It was a weekend battlefront of the oddities. Star-Lord, Drax, Rocket, Groot, and Gamora sought to keep the weekend from the combined might of Leonardo, Donatello, Raphael, and Michelangelo. In an epic battle of comic book films, the Teenage Mutant Ninja Turtles surprisingly overcame the odds and debuted to an impressive $65 million, thus cementing their win against the likelihood of a Guardians’ holdover. The feat, though one would believe is expected considering their wide release debut, proves a few notions that have contributed to their success.
Rise Of The Younger Kids
While Guardians of the Galaxy had a much broad audience ranging from teens to late twenties, their slightly more mature themes, language, and imagery separated the family grouping. If you consider things like a floating severed head in space, Drax wanting to remove someone’s spine, the intergalactic strange that was sleeping in Star-Lord’s room, and the trigger happy baby hating Rocket Raccoon, much of the Ninja Turtles’ win is owed to their targeted demographic: those hyper and attention deficient children shy of their teenage years.
It was pretty clear from the trailer that the Michael Bay and Nickolodeon collaboration is nothing short of what the kiddies want: large animals, Kung Fu, and explosions. Join that with the same adolescent antics that won us over the age of 25 as children and what seen is a reboot befitted for the younger generation. With that in mind it doesn’t matter that the critics weren’t so forgiving as the Teenage Mutant Ninja Turtles’ mediocre word of mouth and 33 metascore rating was able to ward off the Guadians’ A cinemascore and 76 metascore. In Paramont’s point of view, so long as they won over the raging youth they’ve already won the battle.
Reign Of The Older Kids
The surprise surge of the box office success is much fueled from the forgotten generation that the studios weren’t necessarily intending on banking on, those in the late twenties and early thirties whom grew up with the original heroes in a half shell.
Contributing an estimated 55% of the audience were those nostalgic adults whom remember an era predating the CG movement, where Splinter and the turtles were costumed stunt men. The film also capitalized on what these once young now old man children want from this retro reboot: large animals, Kung Fu, Megan Fox, and explosions. While the gags and gimmicks are very much the same, the aging population, most of whom have children of their own, rediscovered their fondness for these lovable overgrown ninja reptiles and very much appreciated the opportunity to see them again.

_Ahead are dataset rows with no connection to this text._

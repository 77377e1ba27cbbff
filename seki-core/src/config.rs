//! Session configuration
//!
//! Validity durations and token options, constructed once at startup and
//! passed by reference into the services. Nothing here is mutated after
//! construction.

use chrono::Duration;

/// The configuration for the session core.
///
/// # Example
///
/// ```rust
/// use seki_core::SessionConfig;
///
/// let config = SessionConfig::default()
///     .with_access_token_validity_secs(3600)
///     .with_refresh_token_validity_mins(144_000.0);
/// ```
#[derive(Debug, Clone)]
pub struct SessionConfig {
    /// How long an access token stays valid.
    pub access_token_validity: Duration,
    /// How long a refresh token (and the session record) stays valid.
    pub refresh_token_validity: Duration,
    /// Whether created sessions carry an anti-CSRF token.
    pub enable_anti_csrf: bool,
    /// Issuer claim stamped into access tokens.
    pub issuer: Option<String>,
}

impl Default for SessionConfig {
    fn default() -> Self {
        Self {
            access_token_validity: Duration::hours(1),
            refresh_token_validity: Duration::days(100),
            enable_anti_csrf: false,
            issuer: None,
        }
    }
}

impl SessionConfig {
    /// Set the access-token validity in whole seconds (minimum one).
    pub fn with_access_token_validity_secs(mut self, secs: u64) -> Self {
        self.access_token_validity = Duration::seconds((secs.max(1)) as i64);
        self
    }

    /// Set the refresh-token validity in minutes. Fractional values are
    /// allowed; the effective granularity is one second.
    pub fn with_refresh_token_validity_mins(mut self, mins: f64) -> Self {
        let secs = (mins * 60.0).round() as i64;
        self.refresh_token_validity = Duration::seconds(secs.max(1));
        self
    }

    /// Enable or disable anti-CSRF tokens on created sessions.
    pub fn with_anti_csrf(mut self, enabled: bool) -> Self {
        self.enable_anti_csrf = enabled;
        self
    }

    /// Set the issuer claim for access tokens.
    pub fn with_issuer(mut self, issuer: impl Into<String>) -> Self {
        self.issuer = Some(issuer.into());
        self
    }
}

Given their outstanding success, it’s no wonder why Paramount has already ok’d the sequel to be released June 3rd 2016, as Marvel did with the Guardians following their epic debut. What this also implies is a stronger likelihood for other retro super powered teams like the Mighty Morphing Power Rangers to become films in the near future, maybe even a Gargoyles or Biker Mice From Mars (probably a long shot). While I was very much disappointed that the Guardians weren’t able to score a second weekend win, a positive note is that the Teenage Mutant Ninja Turtles’ invigorating opening was much like a prescribed Viagra to this year’s flaccid movie season.